And this virtuous circle of safe, reliable operations is good business because the assets stay running, and having made a considerable investment in turnarounds now, this is part of the story of why we've seen improvements this year and we'll see more improvements next year.
We've had those increased operating efficiencies, and this year in the Gulf of Mexico, most certainly Alaska's new well work.
The North Sea still has some improvements that yet need to be, but they're coming as well.
But this is a really important point.
And that's why we've highlighted that 88% operational efficiency this time in our numbers.
Jessica Mitchell - Head of IR
Martijn Rats at Morgan Stanley.
Martijn Rats - Analyst
I have two.
I'll try to keep it short.
First of all, as a matter of detail, in the $30 billion to $31 billion for next year in terms of operating cash flow, what is the assumption embedded in there for Gulf of Mexico oil spill-related payments?
And secondly I wanted to ask you about this point that you just made about the bias towards oil.
Because if I listen to Christof Ruhl, when he presented your Energy Outlook 2035, I thought he made a very strong case for the opportunities that consist in gas and also looking at some of the biggest project announcements that you have made last year, the Khazzan project, and Shah Deniz, they have a gas bias, it looks like.
And I was wondering whether underlying, perhaps, this bias towards oil might be softening a little.
I was wondering if you could comment on that.
Bob Dudley - Group Chief Executive
Yes.
Well, first, Brian, on the assumption on the Gulf of Mexico, then I'll come back to this.
Brian Gilvary - CFO
Yes, Martijn, the only thing we can let you know about is the things which are in public domain.
So that would be the -- if you recall the criminal settlement that we had last year around -- actually, late 2012, around the DOJ and the SEC.
So there will be payments going out associated with those this year.
That was a schedule set up over five years in the case of the DOJ criminal settlement, and three years for the SEC settlements.
They'll go out this year.
They're part of a plan.
And then there's ongoing litigation costs which were built into the plans.
And then the ongoing cost of what is now a much smaller organization associated around the Gulf Coast Restoration Organization.
So they would be the only other things out there but they're laid in for the plans.

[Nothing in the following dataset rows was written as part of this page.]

//! xsignin - "Sign in with X" OAuth client
//!
//! This library signs OAuth 1.0a requests with HMAC-SHA1, runs the
//! three-legged and OAuth 2.0 PKCE sign-in flows, and keeps the signed-in
//! identity for a fixed 24 hour window.

pub mod auth;
pub mod config;
pub mod error;
pub mod ui;

pub use error::{AuthErrorKind, Error, Result};
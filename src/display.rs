//! Character display operations
//!
//! [`CharacterDisplay`] drives an HD44780 controller through an
//! [`LcdInterface`] and renders a [`Menu`] as text:
//!
//! ```text
//! Syn:Filter      <- parent group title, ':', current item title
//! >               <- current item label
//! ```
//!
//! When a value is being edited the heading shows the group it lives in and
//! the value's own title, and the second line shows the value.

use alloc::{format, string::String, vec::Vec};

use embedded_hal::delay::DelayNs;

use crate::command::{
    CLEAR_DISPLAY, ENTRY_LEFT, ENTRY_MODE_SET, RETURN_HOME, SET_DDRAM_ADDR,
};
use crate::config::{Config, Dimensions};
use crate::error::Error;
use crate::interface::LcdInterface;
use crate::item::Item;
use crate::menu::Menu;

type DisplayResult<I> = core::result::Result<(), Error<I>>;

/// Character written in place of anything the controller's ROM can't show
const REPLACEMENT: u8 = b'?';

/// Lines of text showing the selected item of `menu`
///
/// Every line is exactly `dimensions.columns` characters long.
pub fn compose_lines(menu: &Menu, dimensions: &Dimensions) -> Vec<String> {
    let selected = menu.selected();
    let (heading, item) = match selected.as_group() {
        Some(group) => (selected.title(), group.current_item()),
        None => (
            menu.parent().map(Item::title).unwrap_or_default(),
            Some(selected),
        ),
    };
    let title = item.map(Item::title).unwrap_or_default();
    let label = item.map(Item::label).unwrap_or_default();

    let group_width = dimensions.group_width();
    let item_width = dimensions.item_width();
    let width = usize::from(dimensions.columns);

    let mut lines = Vec::with_capacity(usize::from(dimensions.lines));
    lines.push(format!(
        "{heading:<group_width$.group_width$}:{title:<item_width$.item_width$}"
    ));
    lines.push(format!("{label:<width$.width$}"));
    while lines.len() < usize::from(dimensions.lines) {
        lines.push(format!("{:width$}", ""));
    }
    lines
}

/// Menu renderer for HD44780 character displays
///
/// Keeps the last frame and only rewrites lines that changed.
pub struct CharacterDisplay<I>
where
    I: LcdInterface,
{
    /// Hardware interface
    interface: I,
    /// Display configuration
    config: Config,
    /// Lines currently on the glass
    shown: Vec<String>,
}

impl<I> CharacterDisplay<I>
where
    I: LcdInterface,
{
    /// Create a new CharacterDisplay
    ///
    /// Call [`reset`](Self::reset) before drawing.
    pub fn new(interface: I, config: Config) -> Self {
        Self {
            interface,
            config,
            shown: Vec::new(),
        }
    }

    /// Initialise the controller: bus mode, function set, display on, clear
    pub fn reset<D: DelayNs>(&mut self, delay: &mut D) -> DisplayResult<I> {
        self.interface.initialize(delay).map_err(Error::Interface)?;
        self.command(self.config.function_set(), delay)?;
        self.command(self.config.display_control(true), delay)?;
        self.clear(delay)?;
        self.command(ENTRY_MODE_SET | ENTRY_LEFT, delay)
    }

    /// Blank the display and forget the shown frame
    pub fn clear<D: DelayNs>(&mut self, delay: &mut D) -> DisplayResult<I> {
        self.command(CLEAR_DISPLAY, delay)?;
        delay.delay_ms(2);
        self.shown.clear();
        Ok(())
    }

    /// Move the cursor to the first position
    pub fn home<D: DelayNs>(&mut self, delay: &mut D) -> DisplayResult<I> {
        self.command(RETURN_HOME, delay)?;
        delay.delay_ms(2);
        Ok(())
    }

    /// Move the cursor
    ///
    /// # Errors
    ///
    /// [`Error::InvalidPosition`] if the position is outside the display.
    pub fn set_cursor<D: DelayNs>(
        &mut self,
        column: u8,
        line: u8,
        delay: &mut D,
    ) -> DisplayResult<I> {
        let dimensions = self.config.dimensions;
        let offset = dimensions
            .row_offset(line)
            .filter(|_| column < dimensions.columns)
            .ok_or(Error::InvalidPosition { column, line })?;
        self.command(SET_DDRAM_ADDR | (offset + column), delay)
    }

    /// Write text at the cursor
    ///
    /// Characters outside printable ASCII are written as `?`.
    pub fn write_str<D: DelayNs>(&mut self, text: &str, delay: &mut D) -> DisplayResult<I> {
        for character in text.chars() {
            let byte = if character.is_ascii() && !character.is_ascii_control() {
                character as u8
            } else {
                REPLACEMENT
            };
            self.interface
                .write_data(byte, delay)
                .map_err(Error::Interface)?;
        }
        Ok(())
    }

    /// Switch the display on or off, keeping its contents
    pub fn set_display_enabled<D: DelayNs>(&mut self, on: bool, delay: &mut D) -> DisplayResult<I> {
        self.command(self.config.display_control(on), delay)
    }

    /// Render the selected item of `menu`
    ///
    /// Only lines that differ from the previous frame are written.
    pub fn draw<D: DelayNs>(&mut self, menu: &Menu, delay: &mut D) -> DisplayResult<I> {
        let lines = compose_lines(menu, &self.config.dimensions);
        for (index, line) in lines.iter().enumerate() {
            if self.shown.get(index) == Some(line) {
                continue;
            }
            log::trace!("lcd: line {index} = {line:?}");
            self.set_cursor(0, index as u8, delay)?;
            self.write_str(line, delay)?;
        }
        self.shown = lines;
        Ok(())
    }

    /// Force the next [`draw`](Self::draw) to rewrite every line
    pub fn invalidate(&mut self) {
        self.shown.clear();
    }

    /// Display dimensions
    pub fn dimensions(&self) -> Dimensions {
        self.config.dimensions
    }

    /// Display configuration
    pub fn config(&self) -> &Config {
        &self.config
    }

    /// Give the interface back
    pub fn release(self) -> I {
        self.interface
    }

    fn command<D: DelayNs>(&mut self, command: u8, delay: &mut D) -> DisplayResult<I> {
        self.interface
            .write_command(command, delay)
            .map_err(Error::Interface)
    }
}

#[cfg(test)]
mod tests {
    use super::*;
    use crate::config::Builder;
    use crate::item::{Action, Group, Item};
    use alloc::rc::Rc;
    use alloc::vec;
    use core::cell::RefCell;
    use core::convert::Infallible;

    /// Bytes written, `true` for character data
    type Log = Rc<RefCell<Vec<(bool, u8)>>>;

    #[derive(Debug)]
    struct MockInterface {
        log: Log,
    }

    impl LcdInterface for MockInterface {
        type Error = Infallible;

        fn initialize<D: DelayNs>(&mut self, _delay: &mut D) -> Result<(), Self::Error> {
            Ok(())
        }

        fn write_command<D: DelayNs>(&mut self, command: u8, _delay: &mut D) -> Result<(), Self::Error> {
            self.log.borrow_mut().push((false, command));
            Ok(())
        }

        fn write_data<D: DelayNs>(&mut self, data: u8, _delay: &mut D) -> Result<(), Self::Error> {
            self.log.borrow_mut().push((true, data));
            Ok(())
        }
    }

    struct MockDelay;

    impl DelayNs for MockDelay {
        fn delay_ns(&mut self, _ns: u32) {}
    }

    fn display(columns: u8, lines: u8) -> (CharacterDisplay<MockInterface>, Log) {
        let log = Log::default();
        let config = Builder::new()
            .dimensions(Dimensions::new(columns, lines).unwrap())
            .build()
            .unwrap();
        let interface = MockInterface {
            log: Rc::clone(&log),
        };
        (CharacterDisplay::new(interface, config), log)
    }

    fn text(log: &Log) -> String {
        log.borrow()
            .iter()
            .filter(|(data, _)| *data)
            .map(|(_, byte)| char::from(*byte))
            .collect()
    }

    fn menu() -> Menu {
        Menu::new(
            "Chain",
            [
                Item::from(Action::empty("Action")),
                Item::from(Group::mix("Mix")),
            ],
        )
    }

    #[test]
    fn test_compose_root() {
        let dims = Dimensions::new(16, 2).unwrap();
        let lines = compose_lines(&menu(), &dims);
        assert_eq!(lines, vec!["Cha:Action      ", "                "]);
    }

    #[test]
    fn test_compose_group_and_value() {
        let dims = Dimensions::new(16, 4).unwrap();
        let mut menu = menu();
        menu.select(Some(1));
        let lines = compose_lines(&menu, &dims);
        assert_eq!(lines[0], "Mix:Level       ");
        assert_eq!(lines[1], "1.0             ");
        assert_eq!(lines[3], "                ");

        menu.select(Some(1));
        let lines = compose_lines(&menu, &dims);
        assert_eq!(lines[0], "Mix:Pan         ");
        assert_eq!(lines[1], "0.0             ");
    }

    #[test]
    fn test_compose_truncates() {
        let dims = Dimensions::new(8, 2).unwrap();
        let menu = Menu::new("Main", [Item::from(Group::adsr_envelope("Envelope"))]);
        let lines = compose_lines(&menu, &dims);
        assert_eq!(lines, vec!["M:Envelo", ">       "]);
    }

    #[test]
    fn test_reset_sequence() {
        let (mut display, log) = display(16, 2);
        display.reset(&mut MockDelay).unwrap();
        assert_eq!(
            *log.borrow(),
            vec![(false, 0x28), (false, 0x0C), (false, 0x01), (false, 0x06)]
        );
    }

    #[test]
    fn test_set_cursor_bounds() {
        let (mut display, log) = display(20, 4);
        display.set_cursor(3, 3, &mut MockDelay).unwrap();
        assert_eq!(log.borrow().last(), Some(&(false, 0x80 | 0x57)));
        assert!(matches!(
            display.set_cursor(20, 0, &mut MockDelay),
            Err(Error::InvalidPosition { column: 20, line: 0 })
        ));
        assert!(matches!(
            display.set_cursor(0, 4, &mut MockDelay),
            Err(Error::InvalidPosition { .. })
        ));
    }

    #[test]
    fn test_write_str_replaces_unsupported() {
        let (mut display, log) = display(16, 2);
        display.write_str("a\u{e9}\n", &mut MockDelay).unwrap();
        assert_eq!(text(&log), "a??");
    }

    #[test]
    fn test_draw_rewrites_changed_lines_only() {
        let (mut display, log) = display(16, 2);
        let mut menu = menu();
        display.draw(&menu, &mut MockDelay).unwrap();
        assert_eq!(text(&log), "Cha:Action                      ");

        log.borrow_mut().clear();
        display.draw(&menu, &mut MockDelay).unwrap();
        assert!(log.borrow().is_empty());

        menu.next();
        display.draw(&menu, &mut MockDelay).unwrap();
        assert_eq!(text(&log), "Cha:Mix         >               ");

        log.borrow_mut().clear();
        menu.select(None);
        menu.select(Some(1));
        menu.decrement();
        display.draw(&menu, &mut MockDelay).unwrap();
        assert_eq!(text(&log), "Mix:Pan         -0.1            ");

        log.borrow_mut().clear();
        menu.decrement();
        display.draw(&menu, &mut MockDelay).unwrap();
        let mut expected = vec![(false, 0xC0)];
        expected.extend("-0.2            ".bytes().map(|b| (true, b)));
        assert_eq!(*log.borrow(), expected);
    }
}
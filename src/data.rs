//! Persisted menu state
//!
//! [`Data`] mirrors the item tree: numbers store their raw position, string
//! editors their text and groups a map from child title to child data.
//! Serialized with `serde_json` it is a plain JSON document:
//!
//! ```text
//! {"Mix": {"Level": 1.0, "Pan": 0.0}, "Name": {"Name": "Init            ", "Patch": 3.0}}
//! ```

use alloc::{collections::BTreeMap, string::String};

use serde::{Deserialize, Serialize};

/// Persisted state of an item
#[derive(Clone, Debug, PartialEq, Serialize, Deserialize)]
#[serde(untagged)]
pub enum Data {
    /// Raw position of a number-like item
    Number(f32),
    /// Text of a string editor
    Text(String),
    /// Children of a group keyed by title
    Map(BTreeMap<String, Data>),
}

impl Data {
    /// Whether there is nothing to persist (an empty map)
    pub fn is_empty(&self) -> bool {
        matches!(self, Self::Map(map) if map.is_empty())
    }

    /// The data as a map
    pub fn as_map(&self) -> Option<&BTreeMap<String, Data>> {
        match self {
            Self::Map(map) => Some(map),
            _ => None,
        }
    }
}

#[cfg(test)]
mod tests {
    use super::*;

    #[test]
    fn test_untagged_json_shape() {
        let mut inner = BTreeMap::new();
        inner.insert(String::from("Pan"), Data::Number(0.5));
        let mut map = BTreeMap::new();
        map.insert(String::from("Mix"), Data::Map(inner));
        map.insert(String::from("Name"), Data::Text(String::from("Init")));

        let json = serde_json::to_string(&Data::Map(map.clone())).unwrap();
        assert_eq!(json, r#"{"Mix":{"Pan":0.5},"Name":"Init"}"#);

        let parsed: Data = serde_json::from_str(&json).unwrap();
        assert_eq!(parsed, Data::Map(map));
    }

    #[test]
    fn test_integers_parse_as_numbers() {
        let parsed: Data = serde_json::from_str(r#"{"Patch": 3}"#).unwrap();
        let map = parsed.as_map().unwrap();
        assert_eq!(map.get("Patch"), Some(&Data::Number(3.0)));
    }

    #[test]
    fn test_is_empty() {
        assert!(Data::Map(BTreeMap::new()).is_empty());
        assert!(!Data::Number(0.0).is_empty());
    }
}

So to the degree that we can see what we think those costs are going to look like they're laid in already.
Bob Dudley - Group Chief Executive
Okay, and Martijn, really interesting point about gas and oil.
And for those of you who haven't had a chance to look at it, I think everybody might find it interesting, this Energy Outlook to 2035, which you can download off our website.
And gas is a growing share of the market going forward.
But all of them are growing.
So while the share of coal may come down, natural gas will go up, we sort of think by 2035 about -- I call it the rule of 27 so I can remember it, but 27% of the market share of energy will be oil, 27% natural gas, 27% coal by 2035.
But to get to that, you are going to need, if this forecast turns out to be right, another 19 million barrels of oil per day to get there by 2035, even though its market share is lower because the demand for energy just keeps growing, which is the equivalent of another United States and another Saudi Arabia all coming out there in terms of being able to supply that.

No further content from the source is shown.